Andy Drucker, in a comment (with follow-up) to Scott Aaronson's blog post, shows that

HALT does not reduce to Consistent Guessing (CG).

Here is his proof (copied verbatim), which uses diagonalization:

We’ll build a language $L$ that’s a solution (i.e., refinement) of CG. On stage $i$ we’ll try to set finitely many bits of $L$ so as to ensure that the $i$th machine $M_i$ doesn’t solve HALT when given oracle access to $L$.
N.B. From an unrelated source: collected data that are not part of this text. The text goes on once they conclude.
//! Persistence boundaries of the sign-in flow, plus an in-memory backend.

use async_trait::async_trait;
use std::collections::HashMap;
use std::sync::{RwLock, RwLockReadGuard, RwLockWriteGuard};
use uuid::Uuid;

use super::error::ServiceError;
use crate::config::{ProviderSettings, TenantSeedConfig};
use crate::models::{OAuthConfig, Tenant, User, UserProvider};

#[async_trait]
pub trait TenantStore: Send + Sync {
    async fn find_by_host(&self, host: &str) -> Result<Option<Tenant>, ServiceError>;
}

#[async_trait]
pub trait UserStore: Send + Sync {
    async fn find_by_provider(
        &self,
        tenant_id: Uuid,
        provider: &str,
        uid: &str,
    ) -> Result<Option<User>, ServiceError>;

    async fn find_by_email(&self, tenant_id: Uuid, email: &str)
        -> Result<Option<User>, ServiceError>;

    /// Persists a new user with its initial provider links. Fails with
    /// `Conflict` when one of the links already belongs to another user.
    async fn register_user(&self, user: User) -> Result<User, ServiceError>;

    async fn register_user_provider(
        &self,
        tenant_id: Uuid,
        user_id: Uuid,
        provider: UserProvider,
    ) -> Result<(), ServiceError>;
}

#[async_trait]
pub trait OAuthConfigStore: Send + Sync {
    async fn find_custom_oauth_config(
        &self,
        provider: &str,
    ) -> Result<Option<OAuthConfig>, ServiceError>;
}

#[derive(Default)]
struct State {
    tenants: HashMap<String, Tenant>,
    users: Vec<User>,
    oauth_configs: HashMap<String, OAuthConfig>,
}

/// Single-lock store; link uniqueness is checked and written under the same
/// write guard.
#[derive(Default)]
pub struct InMemoryStore {
    state: RwLock<State>,
}

impl InMemoryStore {
    pub fn new() -> Self {
        Self::default()
    }

    /// Store preloaded with the configured tenants and custom provider
    /// settings.
    pub fn seeded(
        tenants: &TenantSeedConfig,
        providers: &[ProviderSettings],
    ) -> Result<Self, ServiceError> {
        let store = Self::new();

        for host in &tenants.hosts {
            store.add_tenant(Tenant::new(host.as_str(), false))?;
        }
        for host in &tenants.private_hosts {
            store.add_tenant(Tenant::new(host.as_str(), true))?;
        }
        for config in providers.iter().filter_map(ProviderSettings::custom_config) {
            store.add_oauth_config(config)?;
        }

        Ok(store)
    }

    pub fn add_tenant(&self, tenant: Tenant) -> Result<(), ServiceError> {
        self.write()?.tenants.insert(tenant.host.clone(), tenant);
        Ok(())
    }

    pub fn add_oauth_config(&self, config: OAuthConfig) -> Result<(), ServiceError> {
        self.write()?
            .oauth_configs
            .insert(config.provider.clone(), config);
        Ok(())
    }

    pub fn users(&self, tenant_id: Uuid) -> Result<Vec<User>, ServiceError> {
        Ok(self
            .read()?
            .users
            .iter()
            .filter(|u| u.tenant_id == tenant_id)
            .cloned()
            .collect())
    }

    fn read(&self) -> Result<RwLockReadGuard<'_, State>, ServiceError> {
        self.state
            .read()
            .map_err(|_| ServiceError::Store(anyhow::anyhow!("Store lock poisoned")))
    }

    fn write(&self) -> Result<RwLockWriteGuard<'_, State>, ServiceError> {
        self.state
            .write()
            .map_err(|_| ServiceError::Store(anyhow::anyhow!("Store lock poisoned")))
    }
}

fn link_owner<'a>(
    users: &'a [User],
    tenant_id: Uuid,
    provider: &UserProvider,
) -> Option<&'a User> {
    users
        .iter()
        .find(|u| u.tenant_id == tenant_id && u.has_provider(&provider.name, &provider.uid))
}

#[async_trait]
impl TenantStore for InMemoryStore {
    async fn find_by_host(&self, host: &str) -> Result<Option<Tenant>, ServiceError> {
        Ok(self.read()?.tenants.get(&host.to_ascii_lowercase()).cloned())
    }
}

#[async_trait]
impl UserStore for InMemoryStore {
    async fn find_by_provider(
        &self,
        tenant_id: Uuid,
        provider: &str,
        uid: &str,
    ) -> Result<Option<User>, ServiceError> {
        let state = self.read()?;
        Ok(link_owner(&state.users, tenant_id, &UserProvider::new(provider, uid)).cloned())
    }

    async fn find_by_email(
        &self,
        tenant_id: Uuid,
        email: &str,
    ) -> Result<Option<User>, ServiceError> {
        let state = self.read()?;
        Ok(state
            .users
            .iter()
            .find(|u| {
                u.tenant_id == tenant_id
                    && u.email.as_deref().is_some_and(|e| e.eq_ignore_ascii_case(email))
            })
            .cloned())
    }

    async fn register_user(&self, user: User) -> Result<User, ServiceError> {
        let mut state = self.write()?;

        for provider in &user.providers {
            if link_owner(&state.users, user.tenant_id, provider).is_some() {
                return Err(ServiceError::Conflict(format!(
                    "{} identity is already linked to another user",
                    provider.name
                )));
            }
        }

        state.users.push(user.clone());
        Ok(user)
    }

    async fn register_user_provider(
        &self,
        tenant_id: Uuid,
        user_id: Uuid,
        provider: UserProvider,
    ) -> Result<(), ServiceError> {
        let mut state = self.write()?;

        if let Some(owner) = link_owner(&state.users, tenant_id, &provider) {
            if owner.user_id == user_id {
                return Ok(());
            }
            return Err(ServiceError::Conflict(format!(
                "{} identity is already linked to another user",
                provider.name
            )));
        }

        let user = state
            .users
            .iter_mut()
            .find(|u| u.tenant_id == tenant_id && u.user_id == user_id)
            .ok_or(ServiceError::NotFound)?;
        user.providers.push(provider);
        Ok(())
    }
}

#[async_trait]
impl OAuthConfigStore for InMemoryStore {
    async fn find_custom_oauth_config(
        &self,
        provider: &str,
    ) -> Result<Option<OAuthConfig>, ServiceError> {
        Ok(self.read()?.oauth_configs.get(provider).cloned())
    }
}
If this works, then we’re done! So assume for contradiction’s sake that we get stuck on some stage $i$. We’re going to use this premise to solve HALT — without an oracle. This absurdity will prove the result.

So — say we’re stuck at stage $i$, and we have some finite setting $L[i]$ to some of the bits of $L$, consistent with CG.

Let $L^*$ be $L[i]$ augmented with all of the bits ‘forced’ by CG: i.e., $L^*(M) = 0$ whenever $M$ halts with output $0$, and similarly for $1$. So, $L^*(M)$ still is undefined for all but finitely many of the machines $M$ that run forever.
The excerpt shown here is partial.